When went to our friends house on Saturday for a meal, I had offered to bring a dessert. So I made brownies and took them to our friend’s house. There were a lot of other sweets there, but over half the pan was eaten. I had really hoped to give the remaining brownies away, so I wouldn’t have to bring them home to tempt me. However, my husband really liked the brownies. He said he wanted to take the rest of them home with us. I said I really didn’t want them in our house to be tempting me so maybe we should try to give them away, and if we couldn’t maybe we should throw them away when we got home. He was horrified at that idea and said, “Well, you just need self control. It’s easy. If you don’t want to eat them, just don’t eat them.” I said nothing because we were at the friend’s house and I didn’t want to get into a big discussion or have anyone overhear us. But I was thinking, “If it really were easy not to eat them, I wouldn’t have this weight problem!”  I think he really truly believes that it would not be difficult to decide you shouldn’t eat something and just not eat it. And maybe, theoretically, it should be easy. Maybe, it would be easy for most people. I really don’t know. But the truth is, whether it should or shouldn’t be, it is very, very hard for me. I know I should probably talk to him about it, but I really don’t want to. It’s such an sensitive topic that I always get very emotional when I try talk about it, and I turn it into a bigger deal than I really wanted it to be.

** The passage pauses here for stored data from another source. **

//! # rentroll-xlsx
//!
//! XLSX (Office Open XML) reader and writer for rentroll.

pub mod error;
pub mod reader;
pub mod writer;

mod styles;

pub use error::{XlsxError, XlsxResult};
pub use reader::XlsxReader;
pub use writer::XlsxWriter;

  1. #1 by Karen@WaistingTime on June 29, 2010 - 4:41 pm

    How perfectly timed was your story with my post! My hubby does need to lose… but still brings in the crap. Sigh. BTW – I LOVE Arbys. Sounds like you had some great eating success.

  2. #2 by Samantha on June 29, 2010 - 5:01 pm

    I feel like I have restarted about a million times too!

    And my husband eats crap and never gains either, so annoying. lol

  3. #3 by Chibi Jeebs on June 29, 2010 - 5:39 pm

    Oooooh! *scowls* As you said, it’s NOT that simple, and if it were, NO ONE would be overweight. There can be a lot more involved than simply “not eating,” and reducing it to that is selling you short.

    You’ve said that you think you should talk to him about it, but worry about getting emotional: would writing a letter/email work? I know it probably seems cheesy, but it might give him a little insight while removing the emotion-factor for you – at least that way, he’s aware of the situation if you DO want to talk about it further.

    It IS tough to talk about without getting emotional, especially with someone who thinks you should just be able to “stop.” *hugs*

  4. #4 by Diane Fit to the Finish on June 29, 2010 - 10:08 pm

    It is very complicated isn’t it? My husband was supportive, but he also needed to lose weight when I did. I think talking with him is a great idea. If it makes you feel better there are still things I won’t have in the house because I know I will be tempted to eat them. Even after all this time. I’ve always slightly envied people like your husband who have no emotional attachment to food. It would make life easier for sure.

  5. #5 by Roberta on July 27, 2010 - 7:20 am


    I’ve just randomly stumbled upon your blog and have gotten so much identification with your relationship with food that I’ve felt compelled to write to you.

    I struggled with exactly the same issues for a decade of my life – food was all consuming, my inability to exercise will power around what I ate was non-existent and I followed the same/up down pattern which you describe so well.

    Today I have a complete different relationship with food. I’m currently sitting at my desk with chocolate in front of me which was given to me for my birthday a couple of months ago, there are biscuits in the kitchen which I don’t have the compulsion to eat and food occupies my head space – really only when I’m hungry or am about to eat!

    I’d like to share my journey with you around this stuff if you’re interested? But would rather send you an e-mail than create a massive entry here.

    Know that you are soooo not alone with this stuff.